Data listing:
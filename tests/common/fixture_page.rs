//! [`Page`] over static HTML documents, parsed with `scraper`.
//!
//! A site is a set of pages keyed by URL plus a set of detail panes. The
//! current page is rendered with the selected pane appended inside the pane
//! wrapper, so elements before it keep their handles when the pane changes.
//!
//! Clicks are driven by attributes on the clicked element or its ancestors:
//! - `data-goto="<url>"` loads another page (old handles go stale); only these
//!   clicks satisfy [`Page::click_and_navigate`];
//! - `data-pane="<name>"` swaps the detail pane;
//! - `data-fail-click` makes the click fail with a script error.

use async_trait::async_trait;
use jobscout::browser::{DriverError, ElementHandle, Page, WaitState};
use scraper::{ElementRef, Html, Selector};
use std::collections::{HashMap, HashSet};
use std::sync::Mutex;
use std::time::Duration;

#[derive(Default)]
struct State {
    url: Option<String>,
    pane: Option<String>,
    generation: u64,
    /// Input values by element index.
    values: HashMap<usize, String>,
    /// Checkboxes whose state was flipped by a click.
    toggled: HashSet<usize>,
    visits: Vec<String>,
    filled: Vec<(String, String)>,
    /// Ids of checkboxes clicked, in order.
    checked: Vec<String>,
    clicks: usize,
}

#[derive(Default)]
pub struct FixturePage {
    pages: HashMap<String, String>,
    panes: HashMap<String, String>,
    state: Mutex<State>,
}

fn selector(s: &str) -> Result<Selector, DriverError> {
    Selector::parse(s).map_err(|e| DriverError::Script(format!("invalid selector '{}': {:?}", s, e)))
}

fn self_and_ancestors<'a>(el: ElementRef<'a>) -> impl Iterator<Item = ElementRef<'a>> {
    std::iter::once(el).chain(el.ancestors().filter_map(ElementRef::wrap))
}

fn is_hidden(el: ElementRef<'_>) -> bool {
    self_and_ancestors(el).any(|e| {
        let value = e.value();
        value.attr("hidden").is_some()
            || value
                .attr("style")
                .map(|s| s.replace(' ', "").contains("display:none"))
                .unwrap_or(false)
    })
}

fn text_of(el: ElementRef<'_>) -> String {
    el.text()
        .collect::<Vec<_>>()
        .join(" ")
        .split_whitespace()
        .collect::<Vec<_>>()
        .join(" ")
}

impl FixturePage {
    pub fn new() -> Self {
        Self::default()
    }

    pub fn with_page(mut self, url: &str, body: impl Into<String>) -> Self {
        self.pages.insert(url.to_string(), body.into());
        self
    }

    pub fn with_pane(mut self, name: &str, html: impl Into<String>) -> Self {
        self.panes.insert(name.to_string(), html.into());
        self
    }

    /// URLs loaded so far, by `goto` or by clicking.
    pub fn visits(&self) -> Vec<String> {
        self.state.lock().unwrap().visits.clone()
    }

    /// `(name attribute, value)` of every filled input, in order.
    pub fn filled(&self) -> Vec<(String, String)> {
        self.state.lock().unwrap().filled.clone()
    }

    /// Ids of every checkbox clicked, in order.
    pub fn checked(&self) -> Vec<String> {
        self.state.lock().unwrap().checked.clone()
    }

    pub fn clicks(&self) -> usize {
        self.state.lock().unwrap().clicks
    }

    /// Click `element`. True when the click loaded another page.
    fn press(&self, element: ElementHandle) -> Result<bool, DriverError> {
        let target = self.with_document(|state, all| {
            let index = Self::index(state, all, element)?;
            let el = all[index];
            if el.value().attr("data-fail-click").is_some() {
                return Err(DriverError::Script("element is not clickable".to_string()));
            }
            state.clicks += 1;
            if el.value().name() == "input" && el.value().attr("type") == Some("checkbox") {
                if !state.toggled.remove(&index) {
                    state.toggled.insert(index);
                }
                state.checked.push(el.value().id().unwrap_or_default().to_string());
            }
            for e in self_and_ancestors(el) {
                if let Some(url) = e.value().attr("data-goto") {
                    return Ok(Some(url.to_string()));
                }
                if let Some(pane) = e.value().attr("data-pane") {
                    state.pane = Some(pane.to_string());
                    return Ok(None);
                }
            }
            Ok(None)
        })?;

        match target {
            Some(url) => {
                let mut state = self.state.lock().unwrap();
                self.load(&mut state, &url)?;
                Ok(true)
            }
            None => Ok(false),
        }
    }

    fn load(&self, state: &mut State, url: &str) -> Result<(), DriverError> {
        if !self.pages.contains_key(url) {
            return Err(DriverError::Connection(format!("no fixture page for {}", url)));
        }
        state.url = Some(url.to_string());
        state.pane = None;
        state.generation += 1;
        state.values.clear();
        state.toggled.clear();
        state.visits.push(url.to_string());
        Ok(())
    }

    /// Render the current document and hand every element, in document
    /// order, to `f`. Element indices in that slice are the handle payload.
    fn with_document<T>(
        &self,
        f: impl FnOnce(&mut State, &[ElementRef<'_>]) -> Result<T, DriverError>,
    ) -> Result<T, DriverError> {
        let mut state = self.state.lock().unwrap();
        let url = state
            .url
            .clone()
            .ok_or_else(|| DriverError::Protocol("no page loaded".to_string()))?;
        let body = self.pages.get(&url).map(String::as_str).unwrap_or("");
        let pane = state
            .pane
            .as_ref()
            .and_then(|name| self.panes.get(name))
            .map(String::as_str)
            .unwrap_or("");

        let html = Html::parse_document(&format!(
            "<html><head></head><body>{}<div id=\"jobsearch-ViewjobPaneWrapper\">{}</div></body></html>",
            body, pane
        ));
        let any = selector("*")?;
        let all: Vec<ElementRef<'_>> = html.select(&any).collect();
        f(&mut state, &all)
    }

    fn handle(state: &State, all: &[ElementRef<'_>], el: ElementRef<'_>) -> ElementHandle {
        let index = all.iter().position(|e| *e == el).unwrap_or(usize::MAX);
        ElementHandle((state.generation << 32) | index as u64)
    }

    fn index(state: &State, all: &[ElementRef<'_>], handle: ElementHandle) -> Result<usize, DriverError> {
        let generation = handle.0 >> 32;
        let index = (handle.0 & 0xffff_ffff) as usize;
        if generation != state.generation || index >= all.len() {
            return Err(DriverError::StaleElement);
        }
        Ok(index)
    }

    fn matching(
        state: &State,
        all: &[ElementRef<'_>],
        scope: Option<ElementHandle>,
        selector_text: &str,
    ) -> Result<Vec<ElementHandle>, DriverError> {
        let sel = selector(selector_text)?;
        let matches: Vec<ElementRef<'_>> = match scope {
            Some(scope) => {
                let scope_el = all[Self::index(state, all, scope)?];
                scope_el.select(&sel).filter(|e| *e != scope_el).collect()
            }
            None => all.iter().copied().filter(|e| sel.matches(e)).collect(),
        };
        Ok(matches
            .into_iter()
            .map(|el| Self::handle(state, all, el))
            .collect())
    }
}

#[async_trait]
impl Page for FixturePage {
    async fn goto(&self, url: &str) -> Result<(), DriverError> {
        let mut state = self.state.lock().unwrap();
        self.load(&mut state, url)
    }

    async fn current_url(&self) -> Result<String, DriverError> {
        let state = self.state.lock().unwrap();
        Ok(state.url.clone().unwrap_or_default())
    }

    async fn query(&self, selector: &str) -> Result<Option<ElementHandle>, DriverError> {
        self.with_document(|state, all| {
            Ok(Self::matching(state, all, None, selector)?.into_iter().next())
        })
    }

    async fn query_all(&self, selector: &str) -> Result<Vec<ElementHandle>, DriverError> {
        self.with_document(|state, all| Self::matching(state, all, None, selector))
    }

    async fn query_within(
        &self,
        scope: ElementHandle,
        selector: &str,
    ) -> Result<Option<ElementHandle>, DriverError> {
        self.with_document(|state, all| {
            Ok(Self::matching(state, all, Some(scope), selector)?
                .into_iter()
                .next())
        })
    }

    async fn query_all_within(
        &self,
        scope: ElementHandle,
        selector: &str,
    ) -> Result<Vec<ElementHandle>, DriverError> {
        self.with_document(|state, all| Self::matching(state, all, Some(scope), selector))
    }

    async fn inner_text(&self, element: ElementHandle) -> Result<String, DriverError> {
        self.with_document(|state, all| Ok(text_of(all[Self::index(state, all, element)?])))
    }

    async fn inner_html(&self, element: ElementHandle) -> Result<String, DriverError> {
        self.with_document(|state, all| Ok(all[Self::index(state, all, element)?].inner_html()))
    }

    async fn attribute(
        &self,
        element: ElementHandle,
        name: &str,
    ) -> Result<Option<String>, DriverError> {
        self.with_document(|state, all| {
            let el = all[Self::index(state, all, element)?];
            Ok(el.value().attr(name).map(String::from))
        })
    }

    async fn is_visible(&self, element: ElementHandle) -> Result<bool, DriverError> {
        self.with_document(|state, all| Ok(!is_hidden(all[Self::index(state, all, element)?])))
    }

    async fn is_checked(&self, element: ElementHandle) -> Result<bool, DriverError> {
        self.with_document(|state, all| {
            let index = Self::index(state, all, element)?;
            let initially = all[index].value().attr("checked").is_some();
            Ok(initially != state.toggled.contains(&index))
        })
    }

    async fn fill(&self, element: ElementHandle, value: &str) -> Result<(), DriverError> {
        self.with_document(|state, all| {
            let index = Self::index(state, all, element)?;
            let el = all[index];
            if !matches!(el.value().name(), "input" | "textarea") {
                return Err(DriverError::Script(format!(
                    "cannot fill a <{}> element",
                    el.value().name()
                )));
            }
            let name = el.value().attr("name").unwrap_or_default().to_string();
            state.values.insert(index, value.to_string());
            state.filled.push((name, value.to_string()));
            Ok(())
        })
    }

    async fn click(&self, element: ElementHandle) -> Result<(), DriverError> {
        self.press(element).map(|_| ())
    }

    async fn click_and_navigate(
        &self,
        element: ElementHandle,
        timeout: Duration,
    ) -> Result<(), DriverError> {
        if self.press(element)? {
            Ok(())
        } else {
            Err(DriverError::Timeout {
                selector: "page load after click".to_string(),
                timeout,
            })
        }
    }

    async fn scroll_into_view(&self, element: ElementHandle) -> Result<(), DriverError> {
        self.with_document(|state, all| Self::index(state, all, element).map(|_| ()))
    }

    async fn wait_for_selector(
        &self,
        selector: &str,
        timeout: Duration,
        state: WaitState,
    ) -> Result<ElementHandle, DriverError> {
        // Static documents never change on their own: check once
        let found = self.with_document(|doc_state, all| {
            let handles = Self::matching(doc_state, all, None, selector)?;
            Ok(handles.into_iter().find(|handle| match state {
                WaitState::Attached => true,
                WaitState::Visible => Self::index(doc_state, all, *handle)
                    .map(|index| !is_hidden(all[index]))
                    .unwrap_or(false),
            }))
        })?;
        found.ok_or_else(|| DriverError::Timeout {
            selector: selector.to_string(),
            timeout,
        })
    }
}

--

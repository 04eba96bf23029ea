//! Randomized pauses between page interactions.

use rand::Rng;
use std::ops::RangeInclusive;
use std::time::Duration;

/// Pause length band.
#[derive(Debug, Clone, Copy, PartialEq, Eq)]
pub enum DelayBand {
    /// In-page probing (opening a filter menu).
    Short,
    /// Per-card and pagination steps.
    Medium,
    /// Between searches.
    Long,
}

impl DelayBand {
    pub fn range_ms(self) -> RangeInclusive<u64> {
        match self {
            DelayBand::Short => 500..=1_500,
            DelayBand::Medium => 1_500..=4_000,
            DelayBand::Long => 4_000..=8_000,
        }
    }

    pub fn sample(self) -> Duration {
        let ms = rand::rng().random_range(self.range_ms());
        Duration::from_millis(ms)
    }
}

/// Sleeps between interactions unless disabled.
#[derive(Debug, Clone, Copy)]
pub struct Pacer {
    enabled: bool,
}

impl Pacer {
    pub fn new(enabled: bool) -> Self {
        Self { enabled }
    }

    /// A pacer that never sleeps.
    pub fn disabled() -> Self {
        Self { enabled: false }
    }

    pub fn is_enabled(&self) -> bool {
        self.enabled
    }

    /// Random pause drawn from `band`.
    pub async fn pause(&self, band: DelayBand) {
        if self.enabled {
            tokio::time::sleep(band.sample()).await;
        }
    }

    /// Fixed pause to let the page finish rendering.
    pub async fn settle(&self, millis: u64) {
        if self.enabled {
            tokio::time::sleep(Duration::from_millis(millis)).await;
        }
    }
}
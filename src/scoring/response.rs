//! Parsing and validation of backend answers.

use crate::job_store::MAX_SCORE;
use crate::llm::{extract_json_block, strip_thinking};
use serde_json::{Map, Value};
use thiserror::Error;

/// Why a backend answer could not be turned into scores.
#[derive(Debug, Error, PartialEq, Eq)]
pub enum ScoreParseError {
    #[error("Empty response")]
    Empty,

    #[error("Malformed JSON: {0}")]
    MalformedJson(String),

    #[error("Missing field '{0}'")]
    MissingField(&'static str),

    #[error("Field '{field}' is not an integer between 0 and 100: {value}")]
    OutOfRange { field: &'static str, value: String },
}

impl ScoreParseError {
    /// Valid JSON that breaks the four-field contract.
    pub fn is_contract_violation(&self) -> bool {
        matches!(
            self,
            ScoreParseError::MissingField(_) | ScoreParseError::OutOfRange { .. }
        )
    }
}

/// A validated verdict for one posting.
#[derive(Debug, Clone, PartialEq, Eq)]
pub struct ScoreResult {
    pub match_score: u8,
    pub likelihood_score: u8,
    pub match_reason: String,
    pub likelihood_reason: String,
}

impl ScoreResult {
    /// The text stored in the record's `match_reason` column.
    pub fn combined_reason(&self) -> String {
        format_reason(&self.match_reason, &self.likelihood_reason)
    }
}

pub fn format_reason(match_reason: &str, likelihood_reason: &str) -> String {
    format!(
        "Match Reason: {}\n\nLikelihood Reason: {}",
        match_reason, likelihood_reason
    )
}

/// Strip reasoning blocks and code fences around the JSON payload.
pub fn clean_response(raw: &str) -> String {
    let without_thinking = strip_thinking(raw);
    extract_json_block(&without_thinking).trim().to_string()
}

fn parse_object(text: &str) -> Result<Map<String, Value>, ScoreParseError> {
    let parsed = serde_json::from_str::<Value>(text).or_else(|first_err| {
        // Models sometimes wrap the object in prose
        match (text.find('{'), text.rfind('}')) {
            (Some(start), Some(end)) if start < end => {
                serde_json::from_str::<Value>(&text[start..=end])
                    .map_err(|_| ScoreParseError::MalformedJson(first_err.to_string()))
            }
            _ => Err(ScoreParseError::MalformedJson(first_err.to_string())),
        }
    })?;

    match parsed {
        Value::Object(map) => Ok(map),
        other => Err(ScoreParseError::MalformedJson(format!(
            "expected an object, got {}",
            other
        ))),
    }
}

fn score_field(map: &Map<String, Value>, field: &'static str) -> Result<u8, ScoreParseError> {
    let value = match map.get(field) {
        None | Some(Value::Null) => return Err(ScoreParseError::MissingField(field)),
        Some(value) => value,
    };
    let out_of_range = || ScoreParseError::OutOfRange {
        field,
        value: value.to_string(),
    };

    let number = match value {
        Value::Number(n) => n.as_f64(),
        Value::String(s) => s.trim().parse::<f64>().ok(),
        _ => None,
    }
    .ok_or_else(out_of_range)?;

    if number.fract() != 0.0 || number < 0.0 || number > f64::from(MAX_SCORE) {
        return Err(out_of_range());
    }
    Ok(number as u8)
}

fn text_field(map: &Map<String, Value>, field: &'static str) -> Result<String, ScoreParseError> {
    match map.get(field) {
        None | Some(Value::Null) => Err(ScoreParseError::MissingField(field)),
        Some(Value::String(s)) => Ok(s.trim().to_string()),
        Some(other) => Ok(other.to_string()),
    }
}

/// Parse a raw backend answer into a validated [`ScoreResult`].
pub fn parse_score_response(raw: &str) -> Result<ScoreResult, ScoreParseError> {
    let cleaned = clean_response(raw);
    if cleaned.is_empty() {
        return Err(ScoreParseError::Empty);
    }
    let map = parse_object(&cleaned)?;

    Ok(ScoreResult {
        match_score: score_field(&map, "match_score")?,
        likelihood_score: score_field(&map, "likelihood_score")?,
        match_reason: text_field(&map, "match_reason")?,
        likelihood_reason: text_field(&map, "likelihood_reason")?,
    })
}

What you will do: Please go over the data above and copy each line with "visits" in it.

The answer:
    visits: Vec<String>,
    pub fn visits(&self) -> Vec<String> {
        self.state.lock().unwrap().visits.clone()
        state.visits.push(url.to_string());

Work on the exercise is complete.